La CGT condamnée pour un licenciement abusif

La CGT condamnée pour un licenciement abusif
Un chauffeur routier manifeste à Donges près de Saint-Nazaire, le 25 septembre 2017

Orange avec AFP, publié le lundi 16 octobre 2017 à 15h30

Un comble pour le syndicat qui défend les droits des travailleurs. La CGT a été condamnée à verser 50.000 euros à une ancienne salariée, licenciée "sans cause réelle et sérieuse", révèle Le Figaro lundi 16 octobre.



L'adage veut que les cordonniers soient les plus mal chaussés et ce n'est pas cette histoire qui contredira la maxime. Une ancienne employée de la CGT vient d'obtenir gain de cause aux prud'hommes pour de nombreux manquements de la part de son employeur. La liste des irrégularités retenues par le tribunal est longue : sanction abusive, manquement à l'obligation de sécurité, non-déclaration d'accident de travail, exécution déloyale du contrat de travail, défaut de paiement du treizième mois et de congés payés, préavis non conforme et enfin licenciement sans cause réelle et sérieuse.

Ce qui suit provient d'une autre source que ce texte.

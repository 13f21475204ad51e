//! Shared test fixtures for the session-core test modules.
//!
//! Keeping the mock runtime/store and the event-collector helpers here
//! prevents each test module from rebuilding ad-hoc channel plumbing.

use crate::error::{RuntimeError, StoreError};
use crate::events::{AgentEvent, AgentEventEnvelope, EventBus, SubscriberId};
use crate::runtime::{
    AgentRuntime, RuntimeCallbacks, RuntimeEvent, RuntimeSession, SessionControl,
};
use crate::store::ConversationStore;
use crate::types::ConversationMessage;
use async_trait::async_trait;
use std::path::Path;
use std::sync::atomic::{AtomicBool, AtomicU64, AtomicUsize, Ordering};
use std::sync::{Arc, Mutex};
use std::time::Duration;
use tokio::sync::mpsc;
use tokio::time::timeout;

/// Opt-in log capture for tests debugged with `RUST_LOG=...`.
pub fn init_tracing() {
    use tracing_subscriber::EnvFilter;
    let _ = tracing_subscriber::fmt()
        .with_env_filter(EnvFilter::from_default_env())
        .with_test_writer()
        .try_init();
}

/// Wire tag of an event, for compact order assertions.
pub fn event_tag(event: &AgentEvent) -> &'static str {
    match event {
        AgentEvent::SessionReady { .. } => "session_ready",
        AgentEvent::ResponseStart { .. } => "response_start",
        AgentEvent::ResponseChunk { .. } => "response_chunk",
        AgentEvent::ResponseEnd { .. } => "response_end",
        AgentEvent::ToolStart { .. } => "tool_start",
        AgentEvent::ToolInput { .. } => "tool_input",
        AgentEvent::ToolEnd { .. } => "tool_end",
        AgentEvent::PromptPending { .. } => "prompt_pending",
        AgentEvent::PromptResolved { .. } => "prompt_resolved",
        AgentEvent::PromptResponseRejected { .. } => "prompt_response_rejected",
        AgentEvent::Error { .. } => "error",
        AgentEvent::SessionCleared => "session_cleared",
    }
}

/// Subscribe a channel-backed collector to `bus`.
pub fn subscribe_collector(
    bus: &EventBus,
) -> (SubscriberId, mpsc::UnboundedReceiver<AgentEventEnvelope>) {
    let (tx, rx) = mpsc::unbounded_channel();
    let id = bus.subscribe(Arc::new(move |envelope: &AgentEventEnvelope| {
        let _ = tx.send(envelope.clone());
    }));
    (id, rx)
}

/// Receive the next collected event or fail loudly after two seconds.
pub async fn recv_event(rx: &mut mpsc::UnboundedReceiver<AgentEventEnvelope>) -> AgentEvent {
    timeout(Duration::from_secs(2), rx.recv())
        .await
        .expect("event timeout")
        .expect("event channel closed")
        .event
}

/// Poll `predicate` until it holds or two seconds elapse.
pub async fn wait_until(what: &str, mut predicate: impl FnMut() -> bool) {
    for _ in 0..200 {
        if predicate() {
            return;
        }
        tokio::time::sleep(Duration::from_millis(10)).await;
    }
    panic!("timed out waiting for {what}");
}

/// Drain collected events until one matches `tag`.
pub async fn recv_until(
    rx: &mut mpsc::UnboundedReceiver<AgentEventEnvelope>,
    tag: &str,
) -> AgentEvent {
    for _ in 0..32 {
        let event = recv_event(rx).await;
        if event_tag(&event) == tag {
            return event;
        }
    }
    panic!("no `{tag}` event within 32 events");
}

// ---------------------------------------------------------------------------
// Mock runtime
// ---------------------------------------------------------------------------

/// Recording control handle shared by every session a [`MockRuntime`] opens.
pub struct MockControl {
    pub commands: Mutex<Vec<String>>,
    pub fail_commands: AtomicBool,
    pub interrupts: AtomicUsize,
    pub closes: AtomicUsize,
}

impl MockControl {
    fn new() -> Self {
        Self {
            commands: Mutex::new(vec!["/review".to_string(), "/quiz".to_string()]),
            fail_commands: AtomicBool::new(false),
            interrupts: AtomicUsize::new(0),
            closes: AtomicUsize::new(0),
        }
    }
}

#[async_trait]
impl SessionControl for MockControl {
    async fn supported_commands(&self) -> Result<Vec<String>, RuntimeError> {
        if self.fail_commands.load(Ordering::Relaxed) {
            return Err(RuntimeError::Closed("command listing unavailable".into()));
        }
        Ok(self.commands.lock().expect("lock").clone())
    }

    async fn interrupt(&self) -> Result<(), RuntimeError> {
        self.interrupts.fetch_add(1, Ordering::Relaxed);
        Ok(())
    }

    async fn close(&self) -> Result<(), RuntimeError> {
        self.closes.fetch_add(1, Ordering::Relaxed);
        Ok(())
    }
}

struct MockRuntimeInner {
    /// Scripted cursor events per opened session; `None` means manual feed.
    script: Mutex<Option<Vec<RuntimeEvent>>>,
    next_session: AtomicU64,
    fail_open: Mutex<Option<String>>,
    /// When set, resume returns this id instead of the requested one.
    resume_redirect: Mutex<Option<String>>,
    control: Arc<MockControl>,
    feed: Mutex<Option<mpsc::Sender<RuntimeEvent>>>,
    callbacks: Mutex<Option<RuntimeCallbacks>>,
    creates: AtomicUsize,
    resumes: AtomicUsize,
    resume_requested: Mutex<Option<String>>,
    prompts: Mutex<Vec<String>>,
}

/// Test double for the external agent runtime.
#[derive(Clone)]
pub struct MockRuntime {
    inner: Arc<MockRuntimeInner>,
}

impl MockRuntime {
    fn with_script(script: Option<Vec<RuntimeEvent>>) -> Self {
        Self {
            inner: Arc::new(MockRuntimeInner {
                script: Mutex::new(script),
                next_session: AtomicU64::new(1),
                fail_open: Mutex::new(None),
                resume_redirect: Mutex::new(None),
                control: Arc::new(MockControl::new()),
                feed: Mutex::new(None),
                callbacks: Mutex::new(None),
                creates: AtomicUsize::new(0),
                resumes: AtomicUsize::new(0),
                resume_requested: Mutex::new(None),
                prompts: Mutex::new(Vec::new()),
            }),
        }
    }

    /// Every opened session replays `events` and then ends its cursor.
    pub fn scripted(events: Vec<RuntimeEvent>) -> Self {
        Self::with_script(Some(events))
    }

    /// Opened sessions stream whatever the test pushes via [`Self::push`].
    pub fn manual() -> Self {
        Self::with_script(None)
    }

    /// Make the next open/resume fail with a connection error.
    pub fn fail_open(&self, message: &str) {
        *self.inner.fail_open.lock().expect("lock") = Some(message.to_string());
    }

    /// Make resume return `session_id` instead of the requested id.
    pub fn redirect_resume(&self, session_id: &str) {
        *self.inner.resume_redirect.lock().expect("lock") = Some(session_id.to_string());
    }

    pub fn control(&self) -> Arc<MockControl> {
        Arc::clone(&self.inner.control)
    }

    /// Callback channels handed over at the most recent open.
    pub fn callbacks(&self) -> RuntimeCallbacks {
        self.inner
            .callbacks
            .lock()
            .expect("lock")
            .clone()
            .expect("no session opened yet")
    }

    /// Feed one cursor event to the manually driven session.
    pub async fn push(&self, event: RuntimeEvent) {
        let feed = self
            .inner
            .feed
            .lock()
            .expect("lock")
            .clone()
            .expect("no manual session open");
        feed.send(event).await.expect("cursor closed");
    }

    /// End the manually driven session's cursor (normal turn completion).
    pub fn end_turn(&self) {
        *self.inner.feed.lock().expect("lock") = None;
    }

    pub fn creates(&self) -> usize {
        self.inner.creates.load(Ordering::Relaxed)
    }

    pub fn resumes(&self) -> usize {
        self.inner.resumes.load(Ordering::Relaxed)
    }

    pub fn last_resume_request(&self) -> Option<String> {
        self.inner.resume_requested.lock().expect("lock").clone()
    }

    /// Prompts received across all opens, in order.
    pub fn prompts(&self) -> Vec<String> {
        self.inner.prompts.lock().expect("lock").clone()
    }

    fn open(
        &self,
        session_id: String,
        prompt: &str,
        callbacks: RuntimeCallbacks,
    ) -> Result<RuntimeSession, RuntimeError> {
        if let Some(message) = self.inner.fail_open.lock().expect("lock").clone() {
            return Err(RuntimeError::Connection(message));
        }
        self.inner
            .prompts
            .lock()
            .expect("lock")
            .push(prompt.to_string());
        *self.inner.callbacks.lock().expect("lock") = Some(callbacks);

        let (tx, rx) = mpsc::channel(64);
        match self.inner.script.lock().expect("lock").clone() {
            Some(events) => {
                tokio::spawn(async move {
                    for event in events {
                        if tx.send(event).await.is_err() {
                            break;
                        }
                    }
                });
            }
            None => {
                *self.inner.feed.lock().expect("lock") = Some(tx);
            }
        }
        Ok(RuntimeSession {
            session_id,
            events: rx,
            control: Arc::clone(&self.inner.control) as Arc<dyn SessionControl>,
        })
    }
}

#[async_trait]
impl AgentRuntime for MockRuntime {
    async fn create_session(
        &self,
        _vault_id: &str,
        _vault_path: &Path,
        prompt: &str,
        callbacks: RuntimeCallbacks,
    ) -> Result<RuntimeSession, RuntimeError> {
        self.inner.creates.fetch_add(1, Ordering::Relaxed);
        let id = self.inner.next_session.fetch_add(1, Ordering::Relaxed);
        self.open(format!("sess-{id}"), prompt, callbacks)
    }

    async fn resume_session(
        &self,
        _vault_path: &Path,
        session_id: &str,
        prompt: &str,
        callbacks: RuntimeCallbacks,
    ) -> Result<RuntimeSession, RuntimeError> {
        self.inner.resumes.fetch_add(1, Ordering::Relaxed);
        *self.inner.resume_requested.lock().expect("lock") = Some(session_id.to_string());
        let resolved = self
            .inner
            .resume_redirect
            .lock()
            .expect("lock")
            .clone()
            .unwrap_or_else(|| session_id.to_string());
        self.open(resolved, prompt, callbacks)
    }
}

// ---------------------------------------------------------------------------
// Mock store
// ---------------------------------------------------------------------------

/// Recording conversation store.
#[derive(Default)]
pub struct MockStore {
    appended: Mutex<Vec<(String, ConversationMessage)>>,
    fail: AtomicBool,
}

impl MockStore {
    pub fn new() -> Self {
        Self::default()
    }

    pub fn set_fail(&self, fail: bool) {
        self.fail.store(fail, Ordering::Relaxed);
    }

    /// All appended `(session_id, message)` pairs in append order.
    pub fn messages(&self) -> Vec<(String, ConversationMessage)> {
        self.appended.lock().expect("lock").clone()
    }

    /// Messages appended for one session, in append order.
    pub fn messages_for(&self, session_id: &str) -> Vec<ConversationMessage> {
        self.appended
            .lock()
            .expect("lock")
            .iter()
            .filter(|(id, _)| id == session_id)
            .map(|(_, message)| message.clone())
            .collect()
    }
}

#[async_trait]
impl ConversationStore for MockStore {
    async fn append_message(
        &self,
        _vault_path: &Path,
        session_id: &str,
        message: ConversationMessage,
    ) -> Result<(), StoreError> {
        if self.fail.load(Ordering::Relaxed) {
            return Err(StoreError::Invalid("store offline".into()));
        }
        self.appended
            .lock()
            .expect("lock")
            .push((session_id.to_string(), message));
        Ok(())
    }
}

PLACARDISÉE APRÈS UN CONGÉ MATERNITÉ

La victime, une ancienne juriste de l'Union locale de la CGT à Alès, dans le Gard, avait décidé de porter l'affaire en justice après son licenciement. "Notre cliente, après une quinzaine d'années au service de la CGT, s'est peu à peu retrouvée placardisée suite à un retour de congé parental", ont expliqué ses avocats, maîtres Vincent Vinot et David Caramel. "Elle a notamment fait deux malaises qui n'ont pas été déclarés comme accident du travail", ont-ils détaillé. "Certains treizièmes mois n'avaient pas été versés. Malgré des préconisations de la médecine du travail, l'Union locale CGT n'a pas pris les mesures de prévention des risques psychosociaux", ont expliqué les avocats au Figaro.



Les deux avocats et la juriste se connaissaient avant cette affaire puisqu'ils avaient l'habitude de se confronter dans les salles du tribunal des prud'hommes. Les avocats ont eu à plaider contre leur cliente à de nombreuses reprises, donnant lieu à des échanges "souvent vifs"
mais toujours "respectueux", selon leurs dires. La CGT devra s'acquitter de 50.000 euros de dommages et intérêts auprès de son ancien employée.